Proto-oncogene Pim-1: structural stability of the variants observed in tumor tissues

Pim-1 kinase belongs to the family of serine/threonine protein kinases (EC 2.7.11.1) encoded by the pim proto-oncogenes (Saris et al., 1991; Hoover et al., 1991; van der Lugt et al., 1995). Pim-1 kinase, originally identified as a common Proviral insertion site in moloney murine leukemia virus-induced T-cell lymphomas in mice (Cuypers et al., 1984), is involved in several signalling pathways and in the regulation of cell cycle progression and apoptosis. The three Pim family members Pim-1, Pim-2 and Pim-3 identified in humans have been reported as signalling protein kinases playing an important role in tumor biology (Anizon et al., 2010). Pim-1, nearly undetectable in normal tissues, is overexpressed in many haematological malignancies and in the cells of several solid tumor. In several cancer tissues Pim-1 variants have been identified and several databases for patterns of somatic mutation in human cancer genomes report mutations in this oncogene (Yuan et al., 2006; Greenman et al., 2007; Forbes et al., 2008; Akagi et al., 2009). Many of these variants are nonsynonymous single nucleotide polymorphisms (nsSNPs), single nucleotide variations occurring in the coding region and leading to amino acid substitutions (Dixit A et al., 2009).
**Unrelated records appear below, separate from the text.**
use reqwest::multipart::{Form, Part};
use serde::de::DeserializeOwned;
use spdlog::prelude::*;
use tokio::io::{AsyncRead, AsyncReadExt};

use crate::api::client::{ApiClient, ClientError};
use crate::api::types::{ApplicantList, merge_json};
use crate::applicant::Applicant;
use crate::document::DocumentMetaData;
use crate::review::{ApplicantCompleteRequest, ApplicantStatus};

/// Applicants API
impl ApiClient {
    /// Creates an applicant. Fields the service sends back (id, timestamps,
    /// review) are written into `applicant`; fields it leaves out keep the
    /// value they had.
    ///
    /// Performs POST /resources/applicants
    pub async fn create_applicant(&self, applicant: &mut Applicant) -> Result<(), ClientError> {
        let url = self.url(&["resources", "applicants"]);
        let body = self.post(url, &*applicant).await?;

        let mut merged = serde_json::to_value(&*applicant)?;
        merge_json(&mut merged, serde_json::from_str(&body)?);
        *applicant = serde_json::from_value(merged)?;

        info!(
            logger: self.logger(),
            "Created applicant {} for {}",
            applicant.id.as_deref().unwrap_or("?"),
            applicant.external_user_id
        );

        Ok(())
    }

    /// Uploads one document and only checks that the service accepted it.
    /// `content` stays owned by the caller.
    ///
    /// Performs POST /resources/applicants/{id}/info/idDoc
    pub async fn add_document<R>(
        &self,
        id: &str,
        metadata: &DocumentMetaData,
        content: &mut R,
    ) -> Result<(), ClientError>
    where
        R: AsyncRead + Unpin,
    {
        self.upload_document(id, metadata, content).await?;
        Ok(())
    }

    /// Same as [`ApiClient::add_document`] but decodes the service's answer.
    pub async fn add_document_with_response<T, R>(
        &self,
        id: &str,
        metadata: &DocumentMetaData,
        content: &mut R,
    ) -> Result<T, ClientError>
    where
        T: DeserializeOwned,
        R: AsyncRead + Unpin,
    {
        let body = self.upload_document(id, metadata, content).await?;
        Ok(serde_json::from_str(&body)?)
    }

    async fn upload_document<R>(
        &self,
        id: &str,
        metadata: &DocumentMetaData,
        content: &mut R,
    ) -> Result<String, ClientError>
    where
        R: AsyncRead + Unpin,
    {
        let mut file = Vec::new();
        content.read_to_end(&mut file).await?;
        debug!(
            logger: self.logger(),
            "Uploading {} ({} bytes) for applicant {}",
            metadata.id_doc_type,
            file.len(),
            id
        );

        let form = Form::new()
            .part(
                "metadata",
                Part::text(serde_json::to_string(metadata)?).mime_str("application/json")?,
            )
            .part("content", Part::bytes(file).file_name("content"));

        let url = self.url(&["resources", "applicants", id, "info", "idDoc"]);
        self.post_multipart(url, form).await
    }

    /// Fetches an applicant by id.
    ///
    /// Performs GET /resources/applicants/{id}
    pub async fn get_applicant(&self, id: &str) -> Result<Applicant, ClientError> {
        let url = self.url(&["resources", "applicants", id]);
        let list: ApplicantList = self.get(url).await?;

        list.list
            .items
            .into_iter()
            .next()
            .ok_or_else(|| ClientError::NotFound(id.to_string()))
    }

    /// Performs GET /resources/applicants/{id}/status
    pub async fn get_applicant_status(&self, id: &str) -> Result<ApplicantStatus, ClientError> {
        let url = self.url(&["resources", "applicants", id, "status"]);
        self.get(url).await
    }

    /// Forces a review outcome. Only the sandbox honours this.
    ///
    /// Performs POST /resources/applicants/{id}/status/testCompleted
    pub async fn applicant_complete(
        &self,
        id: &str,
        request: &ApplicantCompleteRequest,
    ) -> Result<(), ClientError> {
        let url = self.url(&["resources", "applicants", id, "status", "testCompleted"]);
        self.post(url, request).await?;

        Ok(())
    }
}
use std::{fmt, sync::Arc, time::Duration};

use chrono::TimeDelta;
use spdlog::Logger;

/// Sandbox address
pub const TEST_API_URL: &str = "https://test-api.sumsub.com";

/// Production address
pub const API_URL: &str = "https://api.sumsub.com";

/// Tokens live 7 days on the service side; we count them as expired earlier.
pub const TOKEN_LIFETIME_HOURS: i64 = 150;

/// Everything needed to build an [`ApiClient`](crate::ApiClient).
#[derive(Clone)]
pub struct ClientConfig {
    pub base_url: String,
    pub username: String,
    pub password: String,
    /// Applied to every request. `None` leaves it to the transport.
    pub timeout: Option<Duration>,
    pub token_lifetime: TimeDelta,
    pub logger: Arc<Logger>,
}

impl ClientConfig {
    pub fn new(
        base_url: impl Into<String>,
        username: impl Into<String>,
        password: impl Into<String>,
    ) -> Self {
        ClientConfig {
            base_url: base_url.into(),
            username: username.into(),
            password: password.into(),
            timeout: None,
            token_lifetime: TimeDelta::hours(TOKEN_LIFETIME_HOURS),
            logger: spdlog::default_logger(),
        }
    }

    pub fn with_timeout(mut self, timeout: Duration) -> Self {
        self.timeout = Some(timeout);
        self
    }

    pub fn with_token_lifetime(mut self, lifetime: TimeDelta) -> Self {
        self.token_lifetime = lifetime;
        self
    }

    pub fn with_logger(mut self, logger: Arc<Logger>) -> Self {
        self.logger = logger;
        self
    }
}

impl fmt::Debug for ClientConfig {
    fn fmt(&self, f: &mut fmt::Formatter<'_>) -> fmt::Result {
        f.debug_struct("ClientConfig")
            .field("base_url", &self.base_url)
            .field("username", &self.username)
            .field("password", &"<redacted>")
            .field("timeout", &self.timeout)
            .field("token_lifetime", &self.token_lifetime)
            .finish_non_exhaustive()
    }
}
In this study we investigated the effect of amino acid substitution on the structural stability and on the activity of the Pim-1 kinase. We expressed and purified as soluble recombinant proteins some of the mutants identified in cancer and in the nsSNPs database. The mutants show a decreased thermal and thermodynamic stability and decreased activation energy relative to kinase activity, when compared to the wild- type.